Raising of the Mary Rose, The

Posted in Posted in Telly > TV A-Z > N-Z > R is for... | 4 Comments »
1982 on BBC1
Quick - the sealant! Peggy must have been very proud

DOES THE name BABCOCK POWER CONSTRUCTION ring a bell? It bloody well should. How many schools got the morning off doing Oxford Junior English or the dreaded SMP and were bundled off to the telly room for this slow-burning disappointment of a post-breakfast extravaganza? “But where’s the sails?” “What’s that yellow thing?” “Is that sodding it?” “Where’s Sarah Greene?” A testament of the rotting powers of the Solent, to be sure.

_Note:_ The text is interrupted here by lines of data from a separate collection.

//! `projson props`: write a package props file.

use std::path::Path;

use anyhow::Result;
use projson_model::PackagePropsFile;

pub fn run(import: &str, additional: &[String], output: &Path) -> Result<()> {
    let props = PackagePropsFile::new(import).with_imports(additional.iter().cloned());
    if props.write(output)? {
        println!("wrote {}", output.display());
    } else {
        println!("{} is up to date", output.display());
    }
    Ok(())
}
//! projson: inspect `project.json` descriptors from the command line.

mod commands;
mod locate;

use std::path::PathBuf;
use std::process;

use clap::{Parser, Subcommand, ValueEnum};
use projson_model::ReadSettings;
use tracing_subscriber::EnvFilter;

/// Environment variable holding the log filter.
const LOG_ENV: &str = "PROJSON_LOG";

#[derive(Parser)]
#[command(name = "projson", version, about = "Read and inspect project.json descriptors")]
struct Cli {
    /// Log pipeline stages (same as PROJSON_LOG=debug)
    #[arg(short, long, global = true)]
    verbose: bool,

    /// Snapshot token substituted into `-*` versions [default: $DOTNET_BUILD_VERSION]
    #[arg(long, global = true)]
    build_version: Option<String>,

    /// Assembly file version override, `7` or `1.2.3.7` [default: $DOTNET_ASSEMBLY_FILE_VERSION]
    #[arg(long, global = true)]
    file_version: Option<String>,

    #[command(subcommand)]
    command: Commands,
}

#[derive(Subcommand)]
enum Commands {
    /// Read a descriptor and print the project model
    Inspect {
        /// Descriptor file or its directory (default: search upward for project.json)
        path: Option<PathBuf>,
        /// Output format
        #[arg(long, value_enum, default_value_t = Format::Text)]
        format: Format,
    },
    /// Print the effective compiler options for a configuration
    Options {
        /// Descriptor file or its directory (default: search upward for project.json)
        path: Option<PathBuf>,
        /// Configuration name (e.g., Debug, Release)
        #[arg(long, default_value = "Debug")]
        configuration: String,
        /// Target framework (e.g., net45, dnxcore50)
        #[arg(long)]
        framework: Option<String>,
    },
    /// Show how framework tokens resolve
    Framework {
        /// Framework tokens (e.g., net45, net40-client, portable-net45+win8)
        #[arg(required = true)]
        tokens: Vec<String>,
    },
    /// Write a package props file importing the given props files
    Props {
        /// Primary props file to import
        #[arg(long)]
        import: String,
        /// Further props files to import
        #[arg(long = "additional")]
        additional: Vec<String>,
        /// File to write
        #[arg(long)]
        output: PathBuf,
    },
}

#[derive(Clone, Copy, PartialEq, Eq, ValueEnum)]
enum Format {
    Text,
    Json,
}

fn init_logging(verbose: bool) {
    let filter = if verbose {
        EnvFilter::new("debug")
    } else {
        EnvFilter::try_from_env(LOG_ENV).unwrap_or_else(|_| EnvFilter::new("warn"))
    };
    let _ = tracing_subscriber::fmt()
        .with_env_filter(filter)
        .with_writer(std::io::stderr)
        .try_init();
}

fn main() {
    let cli = Cli::parse();
    init_logging(cli.verbose);

    match run(cli) {
        Ok(true) => {}
        Ok(false) => process::exit(1),
        Err(e) => {
            eprintln!("error: {e:#}");
            process::exit(1);
        }
    }
}

/// Run the selected command. `Ok(false)` means it completed but found
/// errors worth a failing exit status.
fn run(cli: Cli) -> anyhow::Result<bool> {
    let settings = read_settings(cli.build_version, cli.file_version);

    match cli.command {
        Commands::Inspect { path, format } => {
            let descriptor = locate::resolve(path.as_deref())?;
            commands::inspect::run(&descriptor, settings, format)
        }
        Commands::Options {
            path,
            configuration,
            framework,
        } => {
            let descriptor = locate::resolve(path.as_deref())?;
            commands::options::run(&descriptor, settings, &configuration, framework.as_deref())?;
            Ok(true)
        }
        Commands::Framework { tokens } => Ok(commands::framework::run(&tokens)),
        Commands::Props {
            import,
            additional,
            output,
        } => {
            commands::props::run(&import, &additional, &output)?;
            Ok(true)
        }
    }
}

/// Settings from the environment, with explicit flags taking precedence.
fn read_settings(build_version: Option<String>, file_version: Option<String>) -> ReadSettings {
    let mut settings = ReadSettings::from_env();
    if let Some(token) = build_version {
        settings = settings.with_build_version(token);
    }
    if let Some(version) = file_version {
        settings = settings.with_assembly_file_version(version);
    }
    settings
}
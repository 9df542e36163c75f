//! Project versions: snapshot substitution and assembly file versions.
//!
//! Wraps the `semver` crate. Version cores written with one or two numeric
//! components (`1`, `1.0-beta`) are padded to three before parsing.

use serde::{Serialize, Serializer};

/// A parsed semantic version.
pub type Version = semver::Version;

/// Marker that turns a version into a snapshot placeholder.
const SNAPSHOT_SUFFIX: &str = "-*";

/// Parse a version string like "1.2.3", "1.0" or "2.0.0-beta+sha".
pub fn parse_version(s: &str) -> Result<Version, semver::Error> {
    Version::parse(&pad_version_core(s))
}

/// Pad a short numeric version core (`1`, `1.2`) to three components.
pub(crate) fn pad_version_core(s: &str) -> String {
    let split = s.find(|c: char| c == '-' || c == '+').unwrap_or(s.len());
    let (core, rest) = s.split_at(split);
    let parts: Vec<&str> = core.split('.').collect();
    let numeric = parts
        .iter()
        .all(|p| !p.is_empty() && p.bytes().all(|b| b.is_ascii_digit()));
    if !numeric || parts.len() >= 3 {
        return s.to_string();
    }
    let mut padded = core.to_string();
    for _ in parts.len()..3 {
        padded.push_str(".0");
    }
    padded.push_str(rest);
    padded
}

/// Apply a snapshot token to a raw version string.
///
/// `1.0.0-*` becomes `1.0.0` without a token and `1.0.0-<token>` with one.
/// Other strings are returned unchanged.
pub fn specify_snapshot(version: &str, snapshot: Option<&str>) -> String {
    match version.strip_suffix(SNAPSHOT_SUFFIX) {
        Some(release) => match snapshot.filter(|s| !s.is_empty()) {
            Some(token) => format!("{release}-{token}"),
            None => release.to_string(),
        },
        None => version.to_string(),
    }
}

/// Resolve a raw version string (possibly a snapshot placeholder).
pub fn resolve_version(version: &str, snapshot: Option<&str>) -> Result<Version, semver::Error> {
    parse_version(&specify_snapshot(version, snapshot))
}

/// The version used when a descriptor declares none.
pub fn default_version() -> Version {
    Version::new(1, 0, 0)
}

/// A four-part assembly file version (`major.minor.build.revision`).
#[derive(Debug, Clone, Copy, Default, PartialEq, Eq, PartialOrd, Ord, Hash)]
pub struct FileVersion {
    pub major: u32,
    pub minor: u32,
    pub build: u32,
    pub revision: u32,
}

impl FileVersion {
    pub fn new(major: u32, minor: u32, build: u32, revision: u32) -> Self {
        Self { major, minor, build, revision }
    }

    /// `major.minor.patch.0` of a project version. `None` if a component
    /// does not fit in 32 bits.
    pub fn from_version(version: &Version) -> Option<Self> {
        Some(Self::new(
            u32::try_from(version.major).ok()?,
            u32::try_from(version.minor).ok()?,
            u32::try_from(version.patch).ok()?,
            0,
        ))
    }

    /// Parse exactly four dot-separated integers.
    pub fn parse(s: &str) -> Option<Self> {
        let parts: Vec<u32> = s
            .split('.')
            .map(|p| p.trim().parse().ok())
            .collect::<Option<_>>()?;
        match parts.as_slice() {
            [major, minor, build, revision] => Some(Self::new(*major, *minor, *build, *revision)),
            _ => None,
        }
    }

    /// Resolve the file version for a project version and an optional
    /// override. `None` means the override (or the project version) cannot
    /// be expressed as a file version.
    pub fn resolve(version: &Version, file_version: Option<&str>) -> Option<Self> {
        let base = Self::from_version(version)?;
        match file_version {
            None => Some(base),
            Some(text) => base.with_override(text),
        }
    }

    /// Apply an override: a bare integer replaces the revision, a four-part
    /// version is taken as is.
    pub fn with_override(self, text: &str) -> Option<Self> {
        if text.contains('.') {
            return Self::parse(text);
        }
        let revision = text.parse().ok()?;
        Some(Self { revision, ..self })
    }
}

impl std::fmt::Display for FileVersion {
    fn fmt(&self, f: &mut std::fmt::Formatter<'_>) -> std::fmt::Result {
        write!(f, "{}.{}.{}.{}", self.major, self.minor, self.build, self.revision)
    }
}

impl Serialize for FileVersion {
    fn serialize<S: Serializer>(&self, serializer: S) -> Result<S::Ok, S::Error> {
        serializer.collect_str(self)
    }
}
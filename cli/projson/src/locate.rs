//! Finding the descriptor a command should read.

use std::path::{Path, PathBuf};

use anyhow::{bail, Result};
use projson_model::PROJECT_FILE_NAME;

/// Resolve an explicit path (file or directory) or, without one, search
/// upward from the current directory.
pub fn resolve(path: Option<&Path>) -> Result<PathBuf> {
    match path {
        Some(path) if path.is_dir() => Ok(path.join(PROJECT_FILE_NAME)),
        Some(path) => Ok(path.to_path_buf()),
        None => {
            let cwd = std::env::current_dir()?;
            match find_upward(&cwd) {
                Some(found) => Ok(found),
                None => bail!(
                    "no {PROJECT_FILE_NAME} found in {} or any parent directory",
                    cwd.display()
                ),
            }
        }
    }
}

/// Search `start_dir` and its ancestors for a descriptor file.
pub fn find_upward(start_dir: &Path) -> Option<PathBuf> {
    let mut dir = start_dir.to_path_buf();
    loop {
        let candidate = dir.join(PROJECT_FILE_NAME);
        if candidate.is_file() {
            tracing::debug!(path = %candidate.display(), "found descriptor");
            return Some(candidate);
        }
        if !dir.pop() {
            return None;
        }
    }
}

#[cfg(test)]
mod tests {
    use super::*;

    #[test]
    fn finds_in_start_dir() {
        let dir = tempfile::tempdir().unwrap();
        std::fs::write(dir.path().join(PROJECT_FILE_NAME), "{}").unwrap();

        let found = find_upward(dir.path()).unwrap();
        assert_eq!(found, dir.path().join(PROJECT_FILE_NAME));
    }

    #[test]
    fn walks_up_to_parent() {
        let dir = tempfile::tempdir().unwrap();
        std::fs::write(dir.path().join(PROJECT_FILE_NAME), "{}").unwrap();
        let nested = dir.path().join("src").join("deep");
        std::fs::create_dir_all(&nested).unwrap();

        let found = find_upward(&nested).unwrap();
        assert_eq!(found, dir.path().join(PROJECT_FILE_NAME));
    }

    #[test]
    fn directory_argument_names_its_descriptor() {
        let dir = tempfile::tempdir().unwrap();
        let resolved = resolve(Some(dir.path())).unwrap();
        assert_eq!(resolved, dir.path().join(PROJECT_FILE_NAME));

        let file = dir.path().join("other.json");
        assert_eq!(resolve(Some(&file)).unwrap(), file);
    }
}
//! Descriptor error types.

use std::path::{Path, PathBuf};

use projson_tree::Position;

/// What went wrong in a descriptor.
#[derive(Debug, Clone, Copy, PartialEq, Eq, Hash)]
pub enum ErrorKind {
    /// The document is not JSON, or its root is not an object.
    MalformedDescriptor,
    /// The `version` value is not a valid semantic version.
    MalformedVersion,
    /// The assembly file version override is malformed.
    MalformedFileVersion,
    /// A dependency entry has an empty name.
    EmptyDependencyKey,
    /// A dependency value is neither a string nor an object.
    InvalidDependencyValue,
    /// A dependency `type` token is not recognized.
    InvalidDependencyType,
    /// A dependency version range cannot be parsed.
    MalformedVersionRange,
    /// A `compilationOptions` member has the wrong shape.
    MalformedCompilerOption,
    /// A script entry is neither a string nor an array of strings.
    InvalidScriptValue,
}

impl ErrorKind {
    pub fn as_str(&self) -> &'static str {
        match self {
            ErrorKind::MalformedDescriptor => "MalformedDescriptor",
            ErrorKind::MalformedVersion => "MalformedVersion",
            ErrorKind::MalformedFileVersion => "MalformedFileVersion",
            ErrorKind::EmptyDependencyKey => "EmptyDependencyKey",
            ErrorKind::InvalidDependencyValue => "InvalidDependencyValue",
            ErrorKind::InvalidDependencyType => "InvalidDependencyType",
            ErrorKind::MalformedVersionRange => "MalformedVersionRange",
            ErrorKind::MalformedCompilerOption => "MalformedCompilerOption",
            ErrorKind::InvalidScriptValue => "InvalidScriptValue",
        }
    }
}

impl std::fmt::Display for ErrorKind {
    fn fmt(&self, f: &mut std::fmt::Formatter<'_>) -> std::fmt::Result {
        f.write_str(self.as_str())
    }
}

fn format_position(position: &Option<Position>) -> String {
    match position {
        Some(p) => format!("({},{})", p.line, p.column),
        None => String::new(),
    }
}

/// A located problem in a descriptor file.
///
/// Renders as `path(line,column): message`.
#[derive(Debug, Clone, PartialEq, Eq, thiserror::Error)]
#[error("{}{}: {message}", .path.display(), format_position(.position))]
pub struct FileFormatError {
    pub kind: ErrorKind,
    pub message: String,
    pub path: PathBuf,
    pub position: Option<Position>,
    /// The underlying error when this one wraps a problem found deeper in
    /// the descriptor (e.g., inside a framework node).
    #[source]
    pub inner: Option<Box<FileFormatError>>,
}

impl FileFormatError {
    pub fn new(
        kind: ErrorKind,
        message: impl Into<String>,
        path: &Path,
        position: Option<Position>,
    ) -> Self {
        Self {
            kind,
            message: message.into(),
            path: path.to_path_buf(),
            position,
            inner: None,
        }
    }

    pub fn line(&self) -> Option<usize> {
        self.position.map(|p| p.line)
    }

    pub fn column(&self) -> Option<usize> {
        self.position.map(|p| p.column)
    }

    /// Re-locate this error at an enclosing node, keeping the original as
    /// the source.
    pub fn wrap(self, context: &str, position: Position) -> Self {
        Self {
            kind: self.kind,
            message: format!("{context}: {}", self.message),
            path: self.path.clone(),
            position: Some(position),
            inner: Some(Box::new(self)),
        }
    }
}

/// Errors that can occur while reading a project.
#[derive(Debug, thiserror::Error)]
pub enum ProjectError {
    /// The descriptor content is malformed.
    #[error(transparent)]
    Format(#[from] FileFormatError),

    /// The descriptor file could not be read.
    #[error("failed to read {}: {source}", path.display())]
    Io {
        path: PathBuf,
        #[source]
        source: std::io::Error,
    },
}

impl ProjectError {
    pub(crate) fn format(
        kind: ErrorKind,
        message: impl Into<String>,
        path: &Path,
        position: Option<Position>,
    ) -> Self {
        ProjectError::Format(FileFormatError::new(kind, message, path, position))
    }

    /// The descriptor error kind, or `None` for I/O failures.
    pub fn kind(&self) -> Option<ErrorKind> {
        match self {
            ProjectError::Format(e) => Some(e.kind),
            ProjectError::Io { .. } => None,
        }
    }

    /// Source position of the offending value, when known.
    pub fn position(&self) -> Option<Position> {
        match self {
            ProjectError::Format(e) => e.position,
            ProjectError::Io { .. } => None,
        }
    }

    pub(crate) fn wrap(self, context: &str, position: Position) -> Self {
        match self {
            ProjectError::Format(e) => ProjectError::Format(e.wrap(context, position)),
            other => other,
        }
    }
}

/// Result type alias for project reading.
pub type Result<T> = std::result::Result<T, ProjectError>;

#[cfg(test)]
mod tests {
    use super::*;

    #[test]
    fn display_with_position() {
        let err = FileFormatError::new(
            ErrorKind::EmptyDependencyKey,
            "Unable to resolve dependency ''.",
            Path::new("/src/app/project.json"),
            Some(Position::new(4, 9)),
        );
        assert_eq!(
            format!("{err}"),
            "/src/app/project.json(4,9): Unable to resolve dependency ''."
        );
        assert_eq!(err.line(), Some(4));
        assert_eq!(err.column(), Some(9));
    }

    #[test]
    fn display_without_position() {
        let err = FileFormatError::new(
            ErrorKind::MalformedFileVersion,
            "bad",
            Path::new("project.json"),
            None,
        );
        assert_eq!(format!("{err}"), "project.json: bad");
        assert!(err.line().is_none());
    }

    #[test]
    fn wrap_keeps_kind_and_source() {
        let inner = FileFormatError::new(
            ErrorKind::MalformedCompilerOption,
            "bad option",
            Path::new("project.json"),
            Some(Position::new(9, 20)),
        );
        let wrapped = inner.clone().wrap("framework 'net45'", Position::new(7, 14));
        assert_eq!(wrapped.kind, ErrorKind::MalformedCompilerOption);
        assert_eq!(wrapped.position, Some(Position::new(7, 14)));
        assert_eq!(wrapped.inner.as_deref(), Some(&inner));
        assert!(std::error::Error::source(&wrapped).is_some());
    }

    #[test]
    fn project_error_kind() {
        let err = ProjectError::format(ErrorKind::MalformedVersion, "x", Path::new("p"), None);
        assert_eq!(err.kind(), Some(ErrorKind::MalformedVersion));

        let io = ProjectError::Io {
            path: PathBuf::from("missing.json"),
            source: std::io::Error::new(std::io::ErrorKind::NotFound, "not found"),
        };
        assert!(io.kind().is_none());
        assert!(format!("{io}").starts_with("failed to read missing.json"));
    }
}
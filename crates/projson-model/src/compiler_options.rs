//! `compilationOptions` blocks and how they layer.

use std::collections::BTreeSet;
use std::path::Path;

use projson_tree::{JsonObject, JsonValue};
use serde::{Deserialize, Serialize};

use crate::error::{ErrorKind, ProjectError, Result};

/// Name of the member holding a compiler options block.
pub const COMPILATION_OPTIONS: &str = "compilationOptions";

/// A bundle of compiler switches. Unset fields inherit from a less
/// specific scope.
#[derive(Debug, Clone, Default, PartialEq, Eq, Serialize, Deserialize)]
#[serde(rename_all = "camelCase")]
pub struct CompilerOptions {
    #[serde(rename = "define", default, skip_serializing_if = "Option::is_none")]
    pub defines: Option<BTreeSet<String>>,
    #[serde(default, skip_serializing_if = "Option::is_none")]
    pub language_version: Option<String>,
    #[serde(default, skip_serializing_if = "Option::is_none")]
    pub allow_unsafe: Option<bool>,
    #[serde(default, skip_serializing_if = "Option::is_none")]
    pub platform: Option<String>,
    #[serde(default, skip_serializing_if = "Option::is_none")]
    pub warnings_as_errors: Option<bool>,
    #[serde(default, skip_serializing_if = "Option::is_none")]
    pub optimize: Option<bool>,
    #[serde(default, skip_serializing_if = "Option::is_none")]
    pub key_file: Option<String>,
    #[serde(default, skip_serializing_if = "Option::is_none")]
    pub delay_sign: Option<bool>,
    #[serde(default, skip_serializing_if = "Option::is_none")]
    pub strong_name: Option<bool>,
    #[serde(default, skip_serializing_if = "Option::is_none")]
    pub emit_entry_point: Option<bool>,
}

impl CompilerOptions {
    /// The built-in `Debug` configuration.
    pub fn debug() -> Self {
        Self {
            defines: Some(["DEBUG", "TRACE"].into_iter().map(String::from).collect()),
            optimize: Some(false),
            ..Self::default()
        }
    }

    /// The built-in `Release` configuration.
    pub fn release() -> Self {
        Self {
            defines: Some(["RELEASE", "TRACE"].into_iter().map(String::from).collect()),
            optimize: Some(true),
            ..Self::default()
        }
    }

    /// Add a define symbol. Duplicates collapse.
    pub fn add_define(&mut self, define: impl Into<String>) {
        self.defines.get_or_insert_with(BTreeSet::new).insert(define.into());
    }

    /// The define symbols, empty when unset.
    pub fn defines(&self) -> impl Iterator<Item = &str> {
        self.defines.iter().flatten().map(String::as_str)
    }

    /// Layer option sets from least to most specific. Later sets win field
    /// by field; define sets are unioned.
    pub fn combine<'a>(layers: impl IntoIterator<Item = &'a CompilerOptions>) -> Self {
        let mut result = Self::default();
        for layer in layers {
            if let Some(defines) = &layer.defines {
                result
                    .defines
                    .get_or_insert_with(BTreeSet::new)
                    .extend(defines.iter().cloned());
            }
            overlay(&mut result.language_version, &layer.language_version);
            overlay(&mut result.allow_unsafe, &layer.allow_unsafe);
            overlay(&mut result.platform, &layer.platform);
            overlay(&mut result.warnings_as_errors, &layer.warnings_as_errors);
            overlay(&mut result.optimize, &layer.optimize);
            overlay(&mut result.key_file, &layer.key_file);
            overlay(&mut result.delay_sign, &layer.delay_sign);
            overlay(&mut result.strong_name, &layer.strong_name);
            overlay(&mut result.emit_entry_point, &layer.emit_entry_point);
        }
        result
    }
}

fn overlay<T: Clone>(target: &mut Option<T>, value: &Option<T>) {
    if value.is_some() {
        target.clone_from(value);
    }
}

/// Read the `compilationOptions` member of `node`.
///
/// Returns `None` when the member is absent or null. Every field is
/// optional, but a field of the wrong type is an error.
pub fn read_compiler_options(node: &JsonObject, path: &Path) -> Result<Option<CompilerOptions>> {
    let Some(value) = node.get(COMPILATION_OPTIONS) else {
        return Ok(None);
    };
    if value.is_null() {
        return Ok(None);
    }
    let Some(raw) = value.as_object() else {
        return Err(malformed(path, value, COMPILATION_OPTIONS, "an object"));
    };

    let fields = OptionFields { raw, path };
    Ok(Some(CompilerOptions {
        defines: fields.string_set("define")?,
        language_version: fields.string("languageVersion")?,
        allow_unsafe: fields.bool("allowUnsafe")?,
        platform: fields.string("platform")?,
        warnings_as_errors: fields.bool("warningsAsErrors")?,
        optimize: fields.bool("optimize")?,
        key_file: fields.string("keyFile")?,
        delay_sign: fields.bool("delaySign")?,
        strong_name: fields.bool("strongName")?,
        emit_entry_point: fields.bool("emitEntryPoint")?,
    }))
}

fn malformed(path: &Path, value: &JsonValue, field: &str, expected: &str) -> ProjectError {
    ProjectError::format(
        ErrorKind::MalformedCompilerOption,
        format!("'{field}' must be {expected}, found {}.", value.kind_name()),
        path,
        Some(value.position),
    )
}

/// Typed, null-tolerant field access over a raw options object.
struct OptionFields<'a> {
    raw: &'a JsonObject,
    path: &'a Path,
}

impl OptionFields<'_> {
    fn present(&self, field: &str) -> Option<&JsonValue> {
        self.raw.get(field).filter(|v| !v.is_null())
    }

    fn bool(&self, field: &str) -> Result<Option<bool>> {
        match self.present(field) {
            None => Ok(None),
            Some(v) => v
                .as_bool()
                .map(Some)
                .ok_or_else(|| malformed(self.path, v, field, "a boolean")),
        }
    }

    fn string(&self, field: &str) -> Result<Option<String>> {
        match self.present(field) {
            None => Ok(None),
            Some(v) => v
                .as_str()
                .map(|s| Some(s.to_string()))
                .ok_or_else(|| malformed(self.path, v, field, "a string")),
        }
    }

    fn string_set(&self, field: &str) -> Result<Option<BTreeSet<String>>> {
        match self.present(field) {
            None => Ok(None),
            Some(v) => v
                .as_string_array()
                .map(|items| Some(items.into_iter().collect()))
                .ok_or_else(|| malformed(self.path, v, field, "an array of strings")),
        }
    }
}

#[cfg(test)]
mod tests {
    use super::*;
    use projson_tree::Position;

    fn read(json: &str) -> Result<Option<CompilerOptions>> {
        let root = projson_tree::read_str(json).unwrap();
        read_compiler_options(root.as_object().unwrap(), Path::new("project.json"))
    }

    #[test]
    fn absent_or_null_block() {
        assert_eq!(read("{}").unwrap(), None);
        assert_eq!(read(r#"{ "compilationOptions": null }"#).unwrap(), None);
    }

    #[test]
    fn reads_every_field() {
        let options = read(
            r#"{ "compilationOptions": {
                "define": ["FOO", "BAR", "FOO"],
                "languageVersion": "csharp6",
                "allowUnsafe": true,
                "platform": "x64",
                "warningsAsErrors": false,
                "optimize": true,
                "keyFile": "../key.snk",
                "delaySign": null,
                "strongName": true,
                "emitEntryPoint": true
            } }"#,
        )
        .unwrap()
        .unwrap();

        assert_eq!(options.defines().collect::<Vec<_>>(), vec!["BAR", "FOO"]);
        assert_eq!(options.language_version.as_deref(), Some("csharp6"));
        assert_eq!(options.allow_unsafe, Some(true));
        assert_eq!(options.platform.as_deref(), Some("x64"));
        assert_eq!(options.warnings_as_errors, Some(false));
        assert_eq!(options.optimize, Some(true));
        assert_eq!(options.key_file.as_deref(), Some("../key.snk"));
        assert_eq!(options.delay_sign, None);
        assert_eq!(options.strong_name, Some(true));
        assert_eq!(options.emit_entry_point, Some(true));
    }

    #[test]
    fn empty_block_is_all_unset() {
        assert_eq!(
            read(r#"{ "compilationOptions": {} }"#).unwrap(),
            Some(CompilerOptions::default())
        );
    }

    #[test]
    fn wrong_types_are_rejected() {
        for json in [
            r#"{ "compilationOptions": { "optimize": "yes" } }"#,
            r#"{ "compilationOptions": { "define": "DEBUG" } }"#,
            r#"{ "compilationOptions": { "define": ["A", 1] } }"#,
            r#"{ "compilationOptions": { "keyFile": false } }"#,
            r#"{ "compilationOptions": [] }"#,
        ] {
            let err = read(json).unwrap_err();
            assert_eq!(err.kind(), Some(ErrorKind::MalformedCompilerOption), "{json}");
        }
    }

    #[test]
    fn error_points_at_value() {
        let err = read("{\n  \"compilationOptions\": {\n    \"optimize\": 1\n  }\n}").unwrap_err();
        assert_eq!(err.position(), Some(Position::new(3, 17)));
    }

    #[test]
    fn combine_layers_fields_and_unions_defines() {
        let defaults = CompilerOptions {
            defines: Some(["SHARED".to_string()].into()),
            platform: Some("anycpu".into()),
            warnings_as_errors: Some(true),
            ..CompilerOptions::default()
        };
        let framework = CompilerOptions {
            defines: Some(["NET45".to_string()].into()),
            platform: Some("x86".into()),
            ..CompilerOptions::default()
        };

        let merged = CompilerOptions::combine([&defaults, &CompilerOptions::release(), &framework]);
        assert_eq!(
            merged.defines().collect::<Vec<_>>(),
            vec!["NET45", "RELEASE", "SHARED", "TRACE"]
        );
        assert_eq!(merged.platform.as_deref(), Some("x86"));
        assert_eq!(merged.optimize, Some(true));
        assert_eq!(merged.warnings_as_errors, Some(true));
        assert_eq!(merged.allow_unsafe, None);
    }

    #[test]
    fn builtin_configurations() {
        let debug = CompilerOptions::debug();
        assert_eq!(debug.defines().collect::<Vec<_>>(), vec!["DEBUG", "TRACE"]);
        assert_eq!(debug.optimize, Some(false));
        assert_eq!(CompilerOptions::release().optimize, Some(true));
    }

    #[test]
    fn serializes_with_descriptor_names() {
        let mut options = CompilerOptions::debug();
        options.emit_entry_point = Some(true);
        let json = serde_json::to_value(&options).unwrap();
        assert_eq!(
            json,
            serde_json::json!({ "define": ["DEBUG", "TRACE"], "optimize": false, "emitEntryPoint": true })
        );
    }
}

TV CREAM SAYS: STILL BEING SPRAYED WITH THAT "SPECIAL SEALANT" IN A SHED IN PORTSMOUTH

See post

Randall and Hopkirk (Deceased)

Posted in Posted in Telly > TV A-Z > N-Z > R is for... | No Comments »
1969 to 1970 on ITV (ITC)

ACE DEAD detective capery with KENNETH COPE Rentaghosting about in a Martin Bell suit, and the hapless MIKE PRATT as his earthbound colleague. Fairly routine adventures enlivened by Marty H. appearing at inopportune moments, or failing to turn up at crucial ones to “blow” on things and outfox the three suited heavies. Vic ‘n’ Bob remake was rubbish.

TV CREAM SAYS: ANNETTE ANDRE WAS MRS HOPKIRK, FOREVER WONDERING WHY THOSE BITS OF FURNITURE KEPT FLOATING ROUND THE ROOM

See post

Rat Catchers, The

Posted in Posted in Telly > TV A-Z > N-Z > R is for... | No Comments »
1966 to 1967 on ITV (Associated-Rediffusion)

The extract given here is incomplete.